Exercise aim: Filter the entries that follow, copying every line in which the word "crate" appears.

Extracted entries:
######
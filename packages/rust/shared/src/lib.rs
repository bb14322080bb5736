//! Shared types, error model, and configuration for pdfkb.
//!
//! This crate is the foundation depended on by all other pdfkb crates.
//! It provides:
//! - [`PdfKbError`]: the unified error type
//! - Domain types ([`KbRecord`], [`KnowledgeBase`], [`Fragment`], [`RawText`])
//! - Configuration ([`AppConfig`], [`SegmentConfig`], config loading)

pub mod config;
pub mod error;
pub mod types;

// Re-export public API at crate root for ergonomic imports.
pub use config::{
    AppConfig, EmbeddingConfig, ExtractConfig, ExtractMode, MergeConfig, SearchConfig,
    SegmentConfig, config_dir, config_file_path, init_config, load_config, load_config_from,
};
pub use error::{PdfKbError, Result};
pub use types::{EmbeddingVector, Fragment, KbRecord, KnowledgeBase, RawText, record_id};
######
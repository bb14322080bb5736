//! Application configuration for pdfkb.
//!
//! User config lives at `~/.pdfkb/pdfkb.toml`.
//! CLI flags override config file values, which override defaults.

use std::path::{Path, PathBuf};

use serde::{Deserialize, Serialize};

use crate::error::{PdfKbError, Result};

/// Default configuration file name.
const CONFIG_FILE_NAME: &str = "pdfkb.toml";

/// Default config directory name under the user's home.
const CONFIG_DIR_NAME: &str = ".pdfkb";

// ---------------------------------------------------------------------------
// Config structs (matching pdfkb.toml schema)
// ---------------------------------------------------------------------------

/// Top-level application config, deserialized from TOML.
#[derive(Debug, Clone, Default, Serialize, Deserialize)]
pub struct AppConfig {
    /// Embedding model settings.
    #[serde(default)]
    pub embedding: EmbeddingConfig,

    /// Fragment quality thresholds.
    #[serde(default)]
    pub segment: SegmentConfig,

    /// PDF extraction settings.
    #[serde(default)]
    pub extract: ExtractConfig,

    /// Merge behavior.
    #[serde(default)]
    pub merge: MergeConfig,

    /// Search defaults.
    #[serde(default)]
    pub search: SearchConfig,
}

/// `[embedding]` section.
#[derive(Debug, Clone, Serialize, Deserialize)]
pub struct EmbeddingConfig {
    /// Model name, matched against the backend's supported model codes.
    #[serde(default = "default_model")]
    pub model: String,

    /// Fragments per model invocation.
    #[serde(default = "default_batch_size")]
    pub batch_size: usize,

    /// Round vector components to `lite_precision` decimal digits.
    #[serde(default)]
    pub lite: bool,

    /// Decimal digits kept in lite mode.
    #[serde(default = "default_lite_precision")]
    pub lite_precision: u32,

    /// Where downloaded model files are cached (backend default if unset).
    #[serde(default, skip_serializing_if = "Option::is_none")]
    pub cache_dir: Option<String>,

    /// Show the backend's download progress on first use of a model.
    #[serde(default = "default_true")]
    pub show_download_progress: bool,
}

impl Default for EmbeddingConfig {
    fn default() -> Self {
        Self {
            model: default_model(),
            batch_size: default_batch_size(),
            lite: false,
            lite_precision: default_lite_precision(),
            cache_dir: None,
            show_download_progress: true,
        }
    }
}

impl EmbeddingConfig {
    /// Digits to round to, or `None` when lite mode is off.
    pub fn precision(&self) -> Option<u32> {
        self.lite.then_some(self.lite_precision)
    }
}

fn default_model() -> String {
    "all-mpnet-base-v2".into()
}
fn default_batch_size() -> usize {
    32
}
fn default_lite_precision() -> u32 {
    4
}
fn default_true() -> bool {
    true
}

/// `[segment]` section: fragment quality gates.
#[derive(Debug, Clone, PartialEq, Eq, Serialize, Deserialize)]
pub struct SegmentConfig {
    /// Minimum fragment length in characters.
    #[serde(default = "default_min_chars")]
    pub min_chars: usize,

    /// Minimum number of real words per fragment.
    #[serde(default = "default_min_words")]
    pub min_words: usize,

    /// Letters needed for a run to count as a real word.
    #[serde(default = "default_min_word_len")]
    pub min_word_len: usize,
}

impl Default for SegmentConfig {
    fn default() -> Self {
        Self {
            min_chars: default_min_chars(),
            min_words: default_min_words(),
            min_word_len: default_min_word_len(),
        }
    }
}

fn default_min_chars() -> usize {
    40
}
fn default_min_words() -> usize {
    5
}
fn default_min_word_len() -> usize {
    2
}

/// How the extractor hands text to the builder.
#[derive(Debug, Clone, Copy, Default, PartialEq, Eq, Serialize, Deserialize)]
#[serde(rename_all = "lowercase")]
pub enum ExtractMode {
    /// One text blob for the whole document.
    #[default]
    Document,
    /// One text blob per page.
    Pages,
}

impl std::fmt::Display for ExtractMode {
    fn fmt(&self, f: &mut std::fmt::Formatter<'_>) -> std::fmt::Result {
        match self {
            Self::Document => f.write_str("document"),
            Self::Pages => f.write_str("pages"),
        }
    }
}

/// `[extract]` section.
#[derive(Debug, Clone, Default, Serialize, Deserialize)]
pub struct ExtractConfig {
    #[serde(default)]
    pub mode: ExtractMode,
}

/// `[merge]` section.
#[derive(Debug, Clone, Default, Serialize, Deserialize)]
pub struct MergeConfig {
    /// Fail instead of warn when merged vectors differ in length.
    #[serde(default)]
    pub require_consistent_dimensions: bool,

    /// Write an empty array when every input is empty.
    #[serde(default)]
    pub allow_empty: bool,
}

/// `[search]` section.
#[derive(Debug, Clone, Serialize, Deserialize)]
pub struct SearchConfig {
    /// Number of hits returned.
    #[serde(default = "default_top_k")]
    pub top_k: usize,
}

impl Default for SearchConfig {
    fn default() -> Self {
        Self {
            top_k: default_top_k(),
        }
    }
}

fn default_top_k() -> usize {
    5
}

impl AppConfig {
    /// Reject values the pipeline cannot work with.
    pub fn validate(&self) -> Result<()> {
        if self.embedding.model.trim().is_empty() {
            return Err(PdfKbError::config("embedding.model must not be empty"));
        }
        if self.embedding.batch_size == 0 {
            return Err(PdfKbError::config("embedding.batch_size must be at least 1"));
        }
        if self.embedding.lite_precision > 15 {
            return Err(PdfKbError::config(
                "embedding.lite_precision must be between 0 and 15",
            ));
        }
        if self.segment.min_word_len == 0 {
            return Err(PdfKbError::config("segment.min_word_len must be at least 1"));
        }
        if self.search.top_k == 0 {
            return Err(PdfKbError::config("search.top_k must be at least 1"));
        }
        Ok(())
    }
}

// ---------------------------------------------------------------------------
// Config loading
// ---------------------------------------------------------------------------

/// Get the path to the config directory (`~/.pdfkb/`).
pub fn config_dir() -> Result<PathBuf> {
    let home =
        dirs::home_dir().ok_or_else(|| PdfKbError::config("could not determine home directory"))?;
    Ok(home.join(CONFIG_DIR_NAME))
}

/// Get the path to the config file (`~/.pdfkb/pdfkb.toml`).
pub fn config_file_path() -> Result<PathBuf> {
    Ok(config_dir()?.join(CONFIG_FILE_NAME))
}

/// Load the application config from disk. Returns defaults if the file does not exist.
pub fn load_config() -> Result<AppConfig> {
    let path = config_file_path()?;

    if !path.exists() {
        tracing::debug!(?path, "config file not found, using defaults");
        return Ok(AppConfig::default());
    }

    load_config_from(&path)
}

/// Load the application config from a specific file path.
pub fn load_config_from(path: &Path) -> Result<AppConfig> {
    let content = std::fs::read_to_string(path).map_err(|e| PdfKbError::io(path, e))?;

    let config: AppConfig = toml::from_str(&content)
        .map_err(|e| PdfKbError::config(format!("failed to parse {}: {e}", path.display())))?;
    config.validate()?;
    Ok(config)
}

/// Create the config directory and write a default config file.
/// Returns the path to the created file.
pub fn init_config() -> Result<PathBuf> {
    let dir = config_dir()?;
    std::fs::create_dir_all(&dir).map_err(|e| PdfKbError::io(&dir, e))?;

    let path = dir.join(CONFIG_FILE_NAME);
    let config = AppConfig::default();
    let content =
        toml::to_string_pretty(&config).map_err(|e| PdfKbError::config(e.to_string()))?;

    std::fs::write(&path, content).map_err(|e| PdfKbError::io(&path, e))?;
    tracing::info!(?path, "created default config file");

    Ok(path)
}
######
Response:
//! This crate is the foundation depended on by all other pdfkb crates.
// Re-export public API at crate root for ergonomic imports.
use crate::error::{PdfKbError, Result};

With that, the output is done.